START Extracted material
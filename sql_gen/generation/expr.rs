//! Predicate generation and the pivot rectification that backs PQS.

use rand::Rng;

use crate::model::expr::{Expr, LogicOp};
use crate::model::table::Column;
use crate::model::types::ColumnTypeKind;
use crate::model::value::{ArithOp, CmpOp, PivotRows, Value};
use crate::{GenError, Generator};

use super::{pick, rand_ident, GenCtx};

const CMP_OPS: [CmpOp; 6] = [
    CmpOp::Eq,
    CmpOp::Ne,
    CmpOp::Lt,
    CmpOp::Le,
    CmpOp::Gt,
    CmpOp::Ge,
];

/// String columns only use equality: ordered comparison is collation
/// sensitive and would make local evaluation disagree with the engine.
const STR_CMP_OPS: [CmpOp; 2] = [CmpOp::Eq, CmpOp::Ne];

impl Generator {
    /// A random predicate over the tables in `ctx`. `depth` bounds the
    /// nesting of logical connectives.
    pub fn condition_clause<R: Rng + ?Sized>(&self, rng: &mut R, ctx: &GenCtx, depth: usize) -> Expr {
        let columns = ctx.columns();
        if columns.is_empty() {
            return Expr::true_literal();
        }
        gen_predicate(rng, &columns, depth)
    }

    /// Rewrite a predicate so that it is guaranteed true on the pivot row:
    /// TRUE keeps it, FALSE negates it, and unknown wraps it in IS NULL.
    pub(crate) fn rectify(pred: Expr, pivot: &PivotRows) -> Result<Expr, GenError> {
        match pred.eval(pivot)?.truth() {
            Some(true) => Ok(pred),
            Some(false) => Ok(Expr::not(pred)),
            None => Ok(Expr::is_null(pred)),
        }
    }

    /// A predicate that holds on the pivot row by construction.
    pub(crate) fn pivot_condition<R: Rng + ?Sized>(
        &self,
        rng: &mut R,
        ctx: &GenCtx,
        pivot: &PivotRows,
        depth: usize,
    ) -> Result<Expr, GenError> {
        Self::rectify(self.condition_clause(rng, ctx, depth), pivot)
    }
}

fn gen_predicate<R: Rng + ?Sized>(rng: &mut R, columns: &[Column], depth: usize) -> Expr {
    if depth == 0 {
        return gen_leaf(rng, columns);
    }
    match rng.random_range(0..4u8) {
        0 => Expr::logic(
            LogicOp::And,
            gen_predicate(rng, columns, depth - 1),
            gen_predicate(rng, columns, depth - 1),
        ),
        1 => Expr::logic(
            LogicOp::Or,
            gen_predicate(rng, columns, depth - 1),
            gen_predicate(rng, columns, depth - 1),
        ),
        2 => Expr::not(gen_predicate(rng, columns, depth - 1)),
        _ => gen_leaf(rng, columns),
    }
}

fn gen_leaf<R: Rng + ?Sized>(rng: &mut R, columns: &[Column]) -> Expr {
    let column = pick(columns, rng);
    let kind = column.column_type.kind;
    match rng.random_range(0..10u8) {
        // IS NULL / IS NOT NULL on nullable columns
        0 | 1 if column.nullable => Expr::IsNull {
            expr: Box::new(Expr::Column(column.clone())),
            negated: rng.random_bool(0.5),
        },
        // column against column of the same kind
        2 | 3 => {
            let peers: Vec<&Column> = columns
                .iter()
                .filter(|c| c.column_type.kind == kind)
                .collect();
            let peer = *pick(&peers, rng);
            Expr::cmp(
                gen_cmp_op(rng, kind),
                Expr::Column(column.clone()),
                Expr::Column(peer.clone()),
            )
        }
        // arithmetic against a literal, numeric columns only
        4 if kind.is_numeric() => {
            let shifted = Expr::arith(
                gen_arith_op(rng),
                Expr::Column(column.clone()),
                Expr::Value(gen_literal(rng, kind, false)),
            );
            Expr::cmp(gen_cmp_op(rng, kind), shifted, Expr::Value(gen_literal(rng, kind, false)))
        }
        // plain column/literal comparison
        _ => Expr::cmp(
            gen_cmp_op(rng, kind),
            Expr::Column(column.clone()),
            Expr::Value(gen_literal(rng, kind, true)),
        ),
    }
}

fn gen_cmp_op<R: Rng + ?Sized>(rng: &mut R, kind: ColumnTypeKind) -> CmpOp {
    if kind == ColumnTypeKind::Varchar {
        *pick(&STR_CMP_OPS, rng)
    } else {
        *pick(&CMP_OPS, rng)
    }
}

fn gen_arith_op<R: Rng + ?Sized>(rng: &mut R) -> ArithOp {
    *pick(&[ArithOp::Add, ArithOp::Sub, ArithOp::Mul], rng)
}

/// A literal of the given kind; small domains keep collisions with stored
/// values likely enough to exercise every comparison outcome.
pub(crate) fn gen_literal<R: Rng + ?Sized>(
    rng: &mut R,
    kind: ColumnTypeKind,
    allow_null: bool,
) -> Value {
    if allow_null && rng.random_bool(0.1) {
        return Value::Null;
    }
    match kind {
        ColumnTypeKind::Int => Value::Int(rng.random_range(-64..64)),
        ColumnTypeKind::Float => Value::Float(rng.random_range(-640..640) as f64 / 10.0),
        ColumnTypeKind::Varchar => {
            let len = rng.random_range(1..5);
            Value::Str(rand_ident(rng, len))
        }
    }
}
END Extracted material
START Extracted material
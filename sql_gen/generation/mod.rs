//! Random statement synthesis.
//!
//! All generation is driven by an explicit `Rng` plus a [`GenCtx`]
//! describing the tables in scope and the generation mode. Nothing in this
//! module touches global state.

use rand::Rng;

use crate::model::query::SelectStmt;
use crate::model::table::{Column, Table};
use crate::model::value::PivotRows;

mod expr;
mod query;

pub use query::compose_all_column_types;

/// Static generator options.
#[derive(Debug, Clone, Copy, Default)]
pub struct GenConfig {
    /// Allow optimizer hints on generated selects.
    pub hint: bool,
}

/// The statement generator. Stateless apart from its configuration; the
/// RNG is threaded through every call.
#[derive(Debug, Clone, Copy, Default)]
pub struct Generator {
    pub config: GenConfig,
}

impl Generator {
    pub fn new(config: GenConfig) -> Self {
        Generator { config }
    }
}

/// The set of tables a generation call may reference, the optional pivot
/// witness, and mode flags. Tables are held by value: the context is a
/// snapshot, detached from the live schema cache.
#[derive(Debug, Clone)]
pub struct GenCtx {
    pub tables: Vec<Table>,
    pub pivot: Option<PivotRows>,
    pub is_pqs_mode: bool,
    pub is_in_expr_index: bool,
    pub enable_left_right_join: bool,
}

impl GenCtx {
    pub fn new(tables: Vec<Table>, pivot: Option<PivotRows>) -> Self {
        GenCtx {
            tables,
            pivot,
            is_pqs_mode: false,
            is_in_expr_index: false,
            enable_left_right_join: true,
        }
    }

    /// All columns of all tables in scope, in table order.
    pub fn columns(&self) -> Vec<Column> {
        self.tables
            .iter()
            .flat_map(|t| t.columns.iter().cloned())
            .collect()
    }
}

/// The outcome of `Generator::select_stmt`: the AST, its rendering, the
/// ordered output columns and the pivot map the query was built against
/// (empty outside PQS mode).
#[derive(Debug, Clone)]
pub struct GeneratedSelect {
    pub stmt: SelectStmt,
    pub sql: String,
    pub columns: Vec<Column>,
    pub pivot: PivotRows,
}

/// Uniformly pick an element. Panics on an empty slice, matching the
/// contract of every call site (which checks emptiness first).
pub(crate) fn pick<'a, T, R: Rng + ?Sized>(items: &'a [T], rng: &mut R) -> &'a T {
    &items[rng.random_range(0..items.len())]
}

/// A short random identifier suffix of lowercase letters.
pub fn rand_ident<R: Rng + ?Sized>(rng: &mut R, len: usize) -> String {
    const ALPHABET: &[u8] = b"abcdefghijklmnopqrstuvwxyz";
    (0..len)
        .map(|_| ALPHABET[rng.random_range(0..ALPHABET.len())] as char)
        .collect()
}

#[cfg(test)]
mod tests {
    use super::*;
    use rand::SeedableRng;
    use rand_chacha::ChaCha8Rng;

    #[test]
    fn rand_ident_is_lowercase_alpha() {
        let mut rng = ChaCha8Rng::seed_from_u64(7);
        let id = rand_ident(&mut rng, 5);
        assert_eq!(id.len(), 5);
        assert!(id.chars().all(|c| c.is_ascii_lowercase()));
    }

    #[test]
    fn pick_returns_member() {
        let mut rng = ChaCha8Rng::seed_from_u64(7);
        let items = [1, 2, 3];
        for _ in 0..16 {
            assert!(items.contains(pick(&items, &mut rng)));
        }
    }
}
END Extracted material
START Extracted material
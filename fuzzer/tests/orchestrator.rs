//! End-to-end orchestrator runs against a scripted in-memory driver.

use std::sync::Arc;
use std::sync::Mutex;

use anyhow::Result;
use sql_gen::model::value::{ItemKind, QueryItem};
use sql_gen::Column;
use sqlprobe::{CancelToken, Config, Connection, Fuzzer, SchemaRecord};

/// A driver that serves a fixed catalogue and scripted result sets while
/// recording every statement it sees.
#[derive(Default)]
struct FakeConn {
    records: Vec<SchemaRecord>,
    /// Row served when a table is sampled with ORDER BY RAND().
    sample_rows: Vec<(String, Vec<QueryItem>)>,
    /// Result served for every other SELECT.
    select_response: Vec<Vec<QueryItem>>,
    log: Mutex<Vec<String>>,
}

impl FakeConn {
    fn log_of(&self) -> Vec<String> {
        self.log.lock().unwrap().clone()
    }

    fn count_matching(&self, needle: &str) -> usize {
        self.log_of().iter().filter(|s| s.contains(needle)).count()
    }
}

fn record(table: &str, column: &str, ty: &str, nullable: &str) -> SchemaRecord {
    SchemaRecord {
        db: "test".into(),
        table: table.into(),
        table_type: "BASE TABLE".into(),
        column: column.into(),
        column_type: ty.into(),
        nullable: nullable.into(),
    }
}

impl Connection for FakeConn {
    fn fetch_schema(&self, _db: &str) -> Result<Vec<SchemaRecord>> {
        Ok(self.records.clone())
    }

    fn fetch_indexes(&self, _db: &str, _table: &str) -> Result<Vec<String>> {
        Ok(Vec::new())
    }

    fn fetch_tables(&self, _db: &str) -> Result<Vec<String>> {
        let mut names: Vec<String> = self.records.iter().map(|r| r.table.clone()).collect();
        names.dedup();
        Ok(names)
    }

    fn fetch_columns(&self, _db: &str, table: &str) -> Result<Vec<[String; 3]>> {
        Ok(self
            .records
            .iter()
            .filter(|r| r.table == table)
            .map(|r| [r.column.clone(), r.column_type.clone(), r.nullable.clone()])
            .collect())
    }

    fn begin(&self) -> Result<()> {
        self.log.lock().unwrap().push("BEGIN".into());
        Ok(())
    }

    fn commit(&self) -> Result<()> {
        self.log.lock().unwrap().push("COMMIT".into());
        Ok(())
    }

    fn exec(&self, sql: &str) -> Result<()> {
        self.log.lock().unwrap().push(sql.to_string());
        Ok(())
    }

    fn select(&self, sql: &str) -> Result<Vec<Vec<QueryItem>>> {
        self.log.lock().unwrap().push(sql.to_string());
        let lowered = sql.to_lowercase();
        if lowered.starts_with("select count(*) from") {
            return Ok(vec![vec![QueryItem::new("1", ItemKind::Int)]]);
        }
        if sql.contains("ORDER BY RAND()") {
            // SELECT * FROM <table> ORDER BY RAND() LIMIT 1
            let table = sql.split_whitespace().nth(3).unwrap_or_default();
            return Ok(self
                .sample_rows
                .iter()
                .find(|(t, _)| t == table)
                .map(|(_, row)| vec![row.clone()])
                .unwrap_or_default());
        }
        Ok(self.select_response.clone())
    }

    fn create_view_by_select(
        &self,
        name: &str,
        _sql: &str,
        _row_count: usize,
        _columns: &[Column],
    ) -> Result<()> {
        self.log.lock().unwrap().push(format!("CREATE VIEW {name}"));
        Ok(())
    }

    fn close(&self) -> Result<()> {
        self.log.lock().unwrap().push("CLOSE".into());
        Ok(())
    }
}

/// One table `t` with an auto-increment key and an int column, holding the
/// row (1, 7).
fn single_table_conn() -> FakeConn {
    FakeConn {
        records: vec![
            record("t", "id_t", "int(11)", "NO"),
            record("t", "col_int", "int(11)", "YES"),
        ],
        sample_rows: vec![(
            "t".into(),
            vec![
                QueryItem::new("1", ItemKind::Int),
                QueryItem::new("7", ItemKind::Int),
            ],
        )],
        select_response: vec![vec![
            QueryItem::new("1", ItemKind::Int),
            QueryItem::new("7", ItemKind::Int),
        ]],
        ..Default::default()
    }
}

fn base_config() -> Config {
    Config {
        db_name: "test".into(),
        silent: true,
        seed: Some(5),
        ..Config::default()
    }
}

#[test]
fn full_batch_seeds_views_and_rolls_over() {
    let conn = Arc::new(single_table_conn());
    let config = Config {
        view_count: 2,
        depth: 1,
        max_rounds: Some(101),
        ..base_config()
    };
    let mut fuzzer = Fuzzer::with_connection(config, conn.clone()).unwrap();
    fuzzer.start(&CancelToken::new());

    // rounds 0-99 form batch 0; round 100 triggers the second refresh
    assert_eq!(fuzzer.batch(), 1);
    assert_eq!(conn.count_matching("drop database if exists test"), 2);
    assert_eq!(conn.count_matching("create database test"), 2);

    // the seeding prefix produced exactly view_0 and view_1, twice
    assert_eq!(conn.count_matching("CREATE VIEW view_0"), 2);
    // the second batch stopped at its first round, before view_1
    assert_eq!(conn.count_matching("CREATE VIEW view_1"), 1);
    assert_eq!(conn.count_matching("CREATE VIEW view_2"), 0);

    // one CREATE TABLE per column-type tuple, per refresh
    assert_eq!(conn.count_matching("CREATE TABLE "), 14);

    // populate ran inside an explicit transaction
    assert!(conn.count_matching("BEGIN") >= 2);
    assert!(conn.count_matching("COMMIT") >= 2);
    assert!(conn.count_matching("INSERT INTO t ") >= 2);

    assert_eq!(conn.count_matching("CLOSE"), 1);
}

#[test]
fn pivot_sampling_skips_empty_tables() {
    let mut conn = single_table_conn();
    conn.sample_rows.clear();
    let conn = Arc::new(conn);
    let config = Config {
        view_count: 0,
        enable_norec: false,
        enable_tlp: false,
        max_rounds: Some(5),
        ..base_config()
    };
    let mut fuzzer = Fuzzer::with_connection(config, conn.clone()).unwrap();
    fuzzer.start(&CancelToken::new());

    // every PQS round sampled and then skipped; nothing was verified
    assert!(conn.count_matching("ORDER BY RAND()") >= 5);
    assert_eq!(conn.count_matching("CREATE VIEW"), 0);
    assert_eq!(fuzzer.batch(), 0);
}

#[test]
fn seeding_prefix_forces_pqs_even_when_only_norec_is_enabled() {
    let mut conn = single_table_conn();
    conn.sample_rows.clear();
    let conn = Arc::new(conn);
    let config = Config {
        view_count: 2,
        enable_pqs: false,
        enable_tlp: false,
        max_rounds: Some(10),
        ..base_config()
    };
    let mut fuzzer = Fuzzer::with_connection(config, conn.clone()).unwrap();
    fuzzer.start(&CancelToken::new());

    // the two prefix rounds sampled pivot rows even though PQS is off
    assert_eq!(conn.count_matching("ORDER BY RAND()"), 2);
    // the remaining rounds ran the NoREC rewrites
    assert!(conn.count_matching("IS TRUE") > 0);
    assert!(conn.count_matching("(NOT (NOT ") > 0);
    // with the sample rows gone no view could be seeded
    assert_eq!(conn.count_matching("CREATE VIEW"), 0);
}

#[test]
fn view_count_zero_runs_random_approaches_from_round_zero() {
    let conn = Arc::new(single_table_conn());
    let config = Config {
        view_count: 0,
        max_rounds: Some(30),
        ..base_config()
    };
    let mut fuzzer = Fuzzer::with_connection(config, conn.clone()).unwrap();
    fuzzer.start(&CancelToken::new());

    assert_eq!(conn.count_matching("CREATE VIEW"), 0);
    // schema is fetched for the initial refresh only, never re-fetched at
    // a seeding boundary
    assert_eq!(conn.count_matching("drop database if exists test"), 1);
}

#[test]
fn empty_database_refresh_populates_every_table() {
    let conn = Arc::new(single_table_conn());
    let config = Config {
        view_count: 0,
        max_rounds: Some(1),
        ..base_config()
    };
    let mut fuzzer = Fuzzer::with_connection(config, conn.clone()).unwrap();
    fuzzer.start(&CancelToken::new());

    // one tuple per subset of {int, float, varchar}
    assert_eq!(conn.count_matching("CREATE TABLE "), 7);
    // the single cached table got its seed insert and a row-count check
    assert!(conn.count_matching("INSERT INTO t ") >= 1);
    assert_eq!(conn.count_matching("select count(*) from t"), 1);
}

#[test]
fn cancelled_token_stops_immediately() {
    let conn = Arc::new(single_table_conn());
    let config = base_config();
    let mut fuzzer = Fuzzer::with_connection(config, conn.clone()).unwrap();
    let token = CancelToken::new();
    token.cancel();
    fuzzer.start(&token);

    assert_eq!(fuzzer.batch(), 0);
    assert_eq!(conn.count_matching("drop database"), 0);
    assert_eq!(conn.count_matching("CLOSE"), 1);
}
END Extracted material
Try it:
Say only the number of lines above holding "lowered".

The answer:
2